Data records

★ ★ ★ ★ ★

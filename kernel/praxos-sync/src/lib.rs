//! # Interrupt-safe kernel synchronization
//!
//! A spinlock that pairs mutual exclusion with the interrupt-disable
//! discipline: acquiring disables interrupts on the owning CPU before the
//! first spin, releasing restores them once the last nested critical
//! section ends. Interrupt state is modeled by [`Cpu`] so the same code
//! runs under a hosted test harness and on the metal, where the embedding
//! kernel mirrors [`Cpu`] transitions into the hardware flag.

#![cfg_attr(not(any(test, doctest)), no_std)]
#![allow(unsafe_code)]

mod cpu;
mod spin_lock;

pub use cpu::Cpu;
pub use spin_lock::{SpinLock, SpinLockGuard};
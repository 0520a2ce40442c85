use core::array;
use praxos_fifo::Fifo;
use praxos_sync::{Cpu, SpinLock};
use praxos_task::{CONTEXT_MAX, ContextDirectory, Pid, Scheduler};

/// Default number of semaphore slots in a pool.
pub const SEM_MAX: usize = 16;

#[derive(Debug, PartialEq, Eq, thiserror::Error)]
pub enum SemError {
    #[error("semaphore id out of range")]
    InvalidId,
    #[error("semaphore is not allocated")]
    NotAllocated,
    #[error("no free semaphore")]
    Exhausted,
    #[error("semaphore is busy")]
    Busy,
    #[error("no current context")]
    NoContext,
}

struct SemSlot {
    allocated: bool,
    /// Available units. Never observed negative: a post with waiters
    /// transfers its unit inside one critical section.
    count: u32,
    waiters: Fifo<Pid, CONTEXT_MAX>,
}

impl SemSlot {
    const fn new() -> Self {
        Self {
            allocated: false,
            count: 0,
            waiters: Fifo::new(),
        }
    }
}

/// Fixed pool of counting semaphores addressed by id.
///
/// Locking is per slot plus one lock around the free-ID queue, and the
/// two are never held together. A blocking wait drops its slot lock
/// before yielding to the scheduler.
pub struct SemaphorePool<'k, S: Scheduler, D: ContextDirectory, const CAP: usize = SEM_MAX> {
    free: SpinLock<'k, Fifo<usize, CAP>>,
    slots: [SpinLock<'k, SemSlot>; CAP],
    sched: &'k S,
    contexts: &'k D,
}

impl<'k, S: Scheduler, D: ContextDirectory> SemaphorePool<'k, S, D, SEM_MAX> {
    /// A pool of [`SEM_MAX`] slots, every id available.
    pub fn new(cpu: &'k Cpu, sched: &'k S, contexts: &'k D) -> Self {
        Self::with_capacity(cpu, sched, contexts)
    }
}

impl<'k, S: Scheduler, D: ContextDirectory, const CAP: usize> SemaphorePool<'k, S, D, CAP> {
    /// A pool with every slot free and every id available.
    pub fn with_capacity(cpu: &'k Cpu, sched: &'k S, contexts: &'k D) -> Self {
        log::info!("initializing semaphore pool ({CAP} slots)");
        let mut ids = Fifo::new();
        for id in 0..CAP {
            // a CAP-slot queue always has room for CAP ids
            let _ = ids.push(id);
        }
        Self {
            free: SpinLock::new(cpu, ids),
            slots: array::from_fn(|_| SpinLock::new(cpu, SemSlot::new())),
            sched,
            contexts,
        }
    }

    /// Draws a free semaphore id and primes its counter with `initial`
    /// units.
    ///
    /// # Errors
    ///
    /// [`SemError::Exhausted`] when every slot is allocated.
    pub fn alloc(&self, initial: u32) -> Result<usize, SemError> {
        let Some(id) = self.free.with_lock(|ids| ids.pop()) else {
            log::error!("semaphore pool exhausted");
            return Err(SemError::Exhausted);
        };
        let mut slot = self.slots[id].lock();
        slot.allocated = true;
        slot.count = initial;
        slot.waiters.clear();
        Ok(id)
    }

    /// Returns a semaphore to the free pool, forcing its count back to
    /// zero.
    ///
    /// # Errors
    ///
    /// [`SemError::InvalidId`] out of range; [`SemError::Busy`] when the
    /// slot is unallocated or contexts are still waiting on it.
    pub fn destroy(&self, id: usize) -> Result<(), SemError> {
        let slot_lock = self.slot(id)?;
        {
            let mut slot = slot_lock.lock();
            if !slot.allocated || !slot.waiters.is_empty() {
                return Err(SemError::Busy);
            }
            slot.allocated = false;
            slot.count = 0;
        }
        // Slot lock is dropped before the free queue is touched.
        self.free.with_lock(|ids| {
            if ids.push(id).is_err() {
                log::error!("semaphore {id}: free queue overflow on destroy");
            }
        });
        Ok(())
    }

    /// Takes one unit from semaphore `id`, blocking while none are
    /// available. Returns the count as of completion.
    ///
    /// A positive count is consumed without looking at the caller's
    /// identity, so interrupt-path code may wait as long as units remain.
    ///
    /// # Errors
    ///
    /// [`SemError::InvalidId`], [`SemError::NotAllocated`], or
    /// [`SemError::NoContext`] when blocking would be required outside
    /// any context.
    pub fn wait(&self, id: usize) -> Result<u32, SemError> {
        let slot_lock = self.slot(id)?;
        let mut slot = slot_lock.lock();
        if !slot.allocated {
            return Err(SemError::NotAllocated);
        }
        if slot.count > 0 {
            slot.count -= 1;
            return Ok(slot.count);
        }

        let Some(pid) = self.contexts.current() else {
            log::error!("semaphore {id}: wait would block outside any context");
            return Err(SemError::NoContext);
        };
        log::info!("semaphore {id}: blocking context {pid}");
        if slot.waiters.push(pid).is_err() {
            log::error!("semaphore {id}: wait queue full");
            return Err(SemError::Exhausted);
        }
        drop(slot);
        self.sched.remove(pid);
        self.sched.run();

        // The post that woke us spent one unit on our behalf; report the
        // count as of resumption.
        let slot = slot_lock.lock();
        Ok(slot.count)
    }

    /// Adds one unit to semaphore `id` and returns the resulting count.
    ///
    /// With a live waiter queued, the unit is handed straight over: the
    /// head is woken, the count nets out unchanged, and the woken context
    /// resumes with its unit already consumed. Posting never needs a
    /// current context.
    ///
    /// # Errors
    ///
    /// [`SemError::InvalidId`] or [`SemError::NotAllocated`].
    pub fn post(&self, id: usize) -> Result<u32, SemError> {
        let slot_lock = self.slot(id)?;
        let mut slot = slot_lock.lock();
        if !slot.allocated {
            return Err(SemError::NotAllocated);
        }
        slot.count += 1;
        // Hand off inside the critical section: the posted unit goes to
        // the first waiter that still exists, never into open contention.
        while let Some(next) = slot.waiters.pop() {
            if self.contexts.lookup(next).is_none() {
                log::warn!("semaphore {id}: discarding exited waiter {next}");
                continue;
            }
            slot.count -= 1;
            self.sched.add(next);
            log::info!("semaphore {id}: handed a unit to context {next}");
            break;
        }
        Ok(slot.count)
    }

    /// Units currently available on `id`.
    ///
    /// # Errors
    ///
    /// [`SemError::InvalidId`] or [`SemError::NotAllocated`].
    pub fn count(&self, id: usize) -> Result<u32, SemError> {
        let slot = self.slot(id)?.lock();
        if !slot.allocated {
            return Err(SemError::NotAllocated);
        }
        Ok(slot.count)
    }

    fn slot(&self, id: usize) -> Result<&SpinLock<'k, SemSlot>, SemError> {
        self.slots.get(id).ok_or(SemError::InvalidId)
    }
}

★ ★ ★ ★ ★

▸ **The task**:
Please transcribe the records above in full, keeping every word.

▸ **Exercise response**:
filename kernel/praxos-sync/src/lib.rs
//! # Interrupt-safe kernel synchronization
//!
//! A spinlock that pairs mutual exclusion with the interrupt-disable
//! discipline: acquiring disables interrupts on the owning CPU before the
//! first spin, releasing restores them once the last nested critical
//! section ends. Interrupt state is modeled by [`Cpu`] so the same code
//! runs under a hosted test harness and on the metal, where the embedding
//! kernel mirrors [`Cpu`] transitions into the hardware flag.

#![cfg_attr(not(any(test, doctest)), no_std)]
#![allow(unsafe_code)]

mod cpu;
mod spin_lock;

pub use cpu::Cpu;
pub use spin_lock::{SpinLock, SpinLockGuard};
repository 0520a2ce40442c85
use core::array;
use praxos_fifo::Fifo;
use praxos_sync::{Cpu, SpinLock};
use praxos_task::{CONTEXT_MAX, ContextDirectory, Pid, Scheduler};

/// Default number of semaphore slots in a pool.
pub const SEM_MAX: usize = 16;

#[derive(Debug, PartialEq, Eq, thiserror::Error)]
pub enum SemError {
    #[error("semaphore id out of range")]
    InvalidId,
    #[error("semaphore is not allocated")]
    NotAllocated,
    #[error("no free semaphore")]
    Exhausted,
    #[error("semaphore is busy")]
    Busy,
    #[error("no current context")]
    NoContext,
}

struct SemSlot {
    allocated: bool,
    /// Available units. Never observed negative: a post with waiters
    /// transfers its unit inside one critical section.
    count: u32,
    waiters: Fifo<Pid, CONTEXT_MAX>,
}

impl SemSlot {
    const fn new() -> Self {
        Self {
            allocated: false,
            count: 0,
            waiters: Fifo::new(),
        }
    }
}

/// Fixed pool of counting semaphores addressed by id.
///
/// Locking is per slot plus one lock around the free-ID queue, and the
/// two are never held together. A blocking wait drops its slot lock
/// before yielding to the scheduler.
pub struct SemaphorePool<'k, S: Scheduler, D: ContextDirectory, const CAP: usize = SEM_MAX> {
    free: SpinLock<'k, Fifo<usize, CAP>>,
    slots: [SpinLock<'k, SemSlot>; CAP],
    sched: &'k S,
    contexts: &'k D,
}

impl<'k, S: Scheduler, D: ContextDirectory> SemaphorePool<'k, S, D, SEM_MAX> {
    /// A pool of [`SEM_MAX`] slots, every id available.
    pub fn new(cpu: &'k Cpu, sched: &'k S, contexts: &'k D) -> Self {
        Self::with_capacity(cpu, sched, contexts)
    }
}

impl<'k, S: Scheduler, D: ContextDirectory, const CAP: usize> SemaphorePool<'k, S, D, CAP> {
    /// A pool with every slot free and every id available.
    pub fn with_capacity(cpu: &'k Cpu, sched: &'k S, contexts: &'k D) -> Self {
        log::info!("initializing semaphore pool ({CAP} slots)");
        let mut ids = Fifo::new();
        for id in 0..CAP {
            // a CAP-slot queue always has room for CAP ids
            let _ = ids.push(id);
        }
        Self {
            free: SpinLock::new(cpu, ids),
            slots: array::from_fn(|_| SpinLock::new(cpu, SemSlot::new())),
            sched,
            contexts,
        }
    }

    /// Draws a free semaphore id and primes its counter with `initial`
    /// units.
    ///
    /// # Errors
    ///
    /// [`SemError::Exhausted`] when every slot is allocated.
    pub fn alloc(&self, initial: u32) -> Result<usize, SemError> {
        let Some(id) = self.free.with_lock(|ids| ids.pop()) else {
            log::error!("semaphore pool exhausted");
            return Err(SemError::Exhausted);
        };
        let mut slot = self.slots[id].lock();
        slot.allocated = true;
        slot.count = initial;
        slot.waiters.clear();
        Ok(id)
    }

    /// Returns a semaphore to the free pool, forcing its count back to
    /// zero.
    ///
    /// # Errors
    ///
    /// [`SemError::InvalidId`] out of range; [`SemError::Busy`] when the
    /// slot is unallocated or contexts are still waiting on it.
    pub fn destroy(&self, id: usize) -> Result<(), SemError> {
        let slot_lock = self.slot(id)?;
        {
            let mut slot = slot_lock.lock();
            if !slot.allocated || !slot.waiters.is_empty() {
                return Err(SemError::Busy);
            }
            slot.allocated = false;
            slot.count = 0;
        }
        // Slot lock is dropped before the free queue is touched.
        self.free.with_lock(|ids| {
            if ids.push(id).is_err() {
                log::error!("semaphore {id}: free queue overflow on destroy");
            }
        });
        Ok(())
    }

    /// Takes one unit from semaphore `id`, blocking while none are
    /// available. Returns the count as of completion.
    ///
    /// A positive count is consumed without looking at the caller's
    /// identity, so interrupt-path code may wait as long as units remain.
    ///
    /// # Errors
    ///
    /// [`SemError::InvalidId`], [`SemError::NotAllocated`], or
    /// [`SemError::NoContext`] when blocking would be required outside
    /// any context.
    pub fn wait(&self, id: usize) -> Result<u32, SemError> {
        let slot_lock = self.slot(id)?;
        let mut slot = slot_lock.lock();
        if !slot.allocated {
            return Err(SemError::NotAllocated);
        }
        if slot.count > 0 {
            slot.count -= 1;
            return Ok(slot.count);
        }

        let Some(pid) = self.contexts.current() else {
            log::error!("semaphore {id}: wait would block outside any context");
            return Err(SemError::NoContext);
        };
        log::info!("semaphore {id}: blocking context {pid}");
        if slot.waiters.push(pid).is_err() {
            log::error!("semaphore {id}: wait queue full");
            return Err(SemError::Exhausted);
        }
        drop(slot);
        self.sched.remove(pid);
        self.sched.run();

        // The post that woke us spent one unit on our behalf; report the
        // count as of resumption.
        let slot = slot_lock.lock();
        Ok(slot.count)
    }

    /// Adds one unit to semaphore `id` and returns the resulting count.
    ///
    /// With a live waiter queued, the unit is handed straight over: the
    /// head is woken, the count nets out unchanged, and the woken context
    /// resumes with its unit already consumed. Posting never needs a
    /// current context.
    ///
    /// # Errors
    ///
    /// [`SemError::InvalidId`] or [`SemError::NotAllocated`].
    pub fn post(&self, id: usize) -> Result<u32, SemError> {
        let slot_lock = self.slot(id)?;
        let mut slot = slot_lock.lock();
        if !slot.allocated {
            return Err(SemError::NotAllocated);
        }
        slot.count += 1;
        // Hand off inside the critical section: the posted unit goes to
        // the first waiter that still exists, never into open contention.
        while let Some(next) = slot.waiters.pop() {
            if self.contexts.lookup(next).is_none() {
                log::warn!("semaphore {id}: discarding exited waiter {next}");
                continue;
            }
            slot.count -= 1;
            self.sched.add(next);
            log::info!("semaphore {id}: handed a unit to context {next}");
            break;
        }
        Ok(slot.count)
    }

    /// Units currently available on `id`.
    ///
    /// # Errors
    ///
    /// [`SemError::InvalidId`] or [`SemError::NotAllocated`].
    pub fn count(&self, id: usize) -> Result<u32, SemError> {
        let slot = self.slot(id)?.lock();
        if !slot.allocated {
            return Err(SemError::NotAllocated);
        }
        Ok(slot.count)
    }

    fn slot(&self, id: usize) -> Result<&SpinLock<'k, SemSlot>, SemError> {
        self.slots.get(id).ok_or(SemError::InvalidId)
    }
}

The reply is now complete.